Surveillance society: CCTVs in the U.K.

Published 9 July 2007

The United Kingdom has 1 percent of the world’s population, it occupies 0.2 percent of the world’s inhabitable land mass, but it accounts for more than 20 percent of the world’s CCTV cameras

The United Kingdom has the most per-capita CCTVs in the world. Throughout the country there are an estimated five million CCTV cameras, meaning that there is one CCTV camera for every twelve citizens. The United Kingdom has about 1 percent of the world’s population and occupies a mere 0.2 percent of the world’s inhabitable land mass, but it accoutns for more than 20 percent of the world’s CCTV cameras. The Washington Post called the United Kingdom “the world’s premier surveillance society,” and in 2006 Andrea Arnold’s film “Red Road” won the Prix du Jury at tCannes Film Festival. The movie tells the story of a CCTV operator coming face to face with the killer of her father.

A typical Londoner going about his or her business may be monitored by 300 CCTV cameras a day. More than 2,000 cameras watch over London’s railway stations and another 6,000 permanently peer at commuters on the Underground and London buses. In other major city centres, including Manchester and Edinburgh, residents can expect to be sighted on between roughly 50 and 100 cameras a day. The British government last year has launched an ambitious project of installing CCTVs along all major highways in the country.
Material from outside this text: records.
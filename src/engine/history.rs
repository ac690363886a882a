//! Per-generation history.
//!
//! By default only summary statistics are retained, so memory grows with
//! the number of generations but not with the population size.

use serde::Serialize;

use crate::ga::{AssignmentChromosome, FitnessVector};
use crate::pareto::non_dominated_sort;

/// Summary statistics of one generation's population.
#[derive(Debug, Clone, PartialEq, Serialize)]
pub struct GenerationStats {
    /// Zero-based generation index.
    pub generation: usize,
    /// Component-wise minimum fitness.
    pub min: FitnessVector,
    /// Component-wise mean fitness.
    pub mean: FitnessVector,
    /// Component-wise maximum fitness.
    pub max: FitnessVector,
    /// Size of the population's first non-dominated front.
    pub front_size: usize,
    /// Archive size after this generation's update.
    pub archive_size: usize,
}

/// History entry: statistics plus, optionally, every fitness vector.
#[derive(Debug, Clone, PartialEq, Serialize)]
pub struct GenerationRecord {
    /// Summary statistics.
    pub stats: GenerationStats,
    /// Full population fitness (only with `keep_full_history`).
    pub fitness: Option<Vec<FitnessVector>>,
}

impl GenerationStats {
    /// Summarizes the evaluated, feasible members of `population`.
    ///
    /// A population without such members yields zeros.
    pub fn from_population(
        generation: usize,
        population: &[AssignmentChromosome],
        archive_size: usize,
    ) -> Self {
        let points: Vec<FitnessVector> = population
            .iter()
            .filter_map(|c| c.fitness)
            .filter(FitnessVector::is_finite)
            .collect();
        let front_size = non_dominated_sort(&points).first().map_or(0, Vec::len);

        if points.is_empty() {
            let zero = FitnessVector::new(0.0, 0.0);
            return Self {
                generation,
                min: zero,
                mean: zero,
                max: zero,
                front_size,
                archive_size,
            };
        }

        let mut min = FitnessVector::new(f64::INFINITY, f64::INFINITY);
        let mut max = FitnessVector::new(f64::NEG_INFINITY, f64::NEG_INFINITY);
        let mut sum = FitnessVector::new(0.0, 0.0);
        for f in &points {
            min.cost = min.cost.min(f.cost);
            min.time = min.time.min(f.time);
            max.cost = max.cost.max(f.cost);
            max.time = max.time.max(f.time);
            sum.cost += f.cost;
            sum.time += f.time;
        }
        let n = points.len() as f64;

        Self {
            generation,
            min,
            mean: FitnessVector::new(sum.cost / n, sum.time / n),
            max,
            front_size,
            archive_size,
        }
    }
}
The project has already paid dividends: Using images from these road-side CCTVs, the British police were able to track the car driven by one of the Glasgow bombing plotters, Mohammed Asha, and pulled the car over in a dramatic operation on the M6 highway in northwest England.

The New Statesman’s Brendan O’Neill writes that the numbers above refer to official cameras, that is, cameras operated by local governments and police services. During the past two years, however, an ever-growing number of private companies, businesses, banks, building societies, schools, community halls, leisure centres, and private residences have installed CCTVs.

The cameras now being installed are becoming smarter. Some cameras now come with automatic number-plate recognition, facial recognition, and even suspicious behaviour recognition. The first videoanalytic “smart” software was introduced in 2003, and ever-more-sophisticated algorithms now make videoanalytics a powerful antiterrorism tool. As we reported …. British scientists, backed by a £500,000 grant from the Ministry of Defense, are now working on developing cameras with gait recognition. These cameras will recognize whether people are walking suspiciously or strangely, and alert a human operator. Another example: Last October, Middlesbrough became the first town to install speaking CCTV cameras. The purpose of the speaking cameras is to lessen the burden on security personnel: If the camera notices an individual who left her backpack on a bench, a man standing on a rail platform for too long as trains come and go, or a group of youngsters behaving in an antisocial manner, it barks orders at them and assesses their responses. If they do not respond appropriately, security personnel is alerted.

Michael: Text below should be in a blue box

CCTV in Britain spread rapidly during the 1990s, but had been around since the 1950s. In 1956 the police started to use cameras in one-man operations at traffic lights in order to catch drivers running red lights. In 1960 the Metropolitan Police temporarily placed two cameras in Trafalgar Square to monitor the crowds during a public appearance by the Queen. By 1969, 14 police forces around the country were using CCTV, but there were still only 67 cameras in total. During the 1970s and 1980s the retail sector started to become interested but, even as late as 1991, still only ten cities had open-street CCTV systems, and they were small-scale and locally funded. All agree that the turning point was the abduction and murder of James Bulger in 1993.

The now famous grainy CCTV image of the two ten-year-olds Robert Thompson and Jon Venables leading the trusting toddler by the hand from a Liverpool shopping centre was broadcast around the nation, and subsequently the world. Video-grabs were featured on the front page of every British paper. The then-home secretary, Michael Howard, announced a City Challenge Competition to allocate £2 million of government money for open-street CCTV systems. The Home Office was overwhelmed by 480 applications.

The explosive growth of CCTVs since 1993 has transformed city centers and local communities. In Shoreditch, London, there is even a “socially inclusive” CCTV initiative, known as Digital Bridge, which allows the residents themselves to tune in to “community TV” and watch what is happening outside their front doors.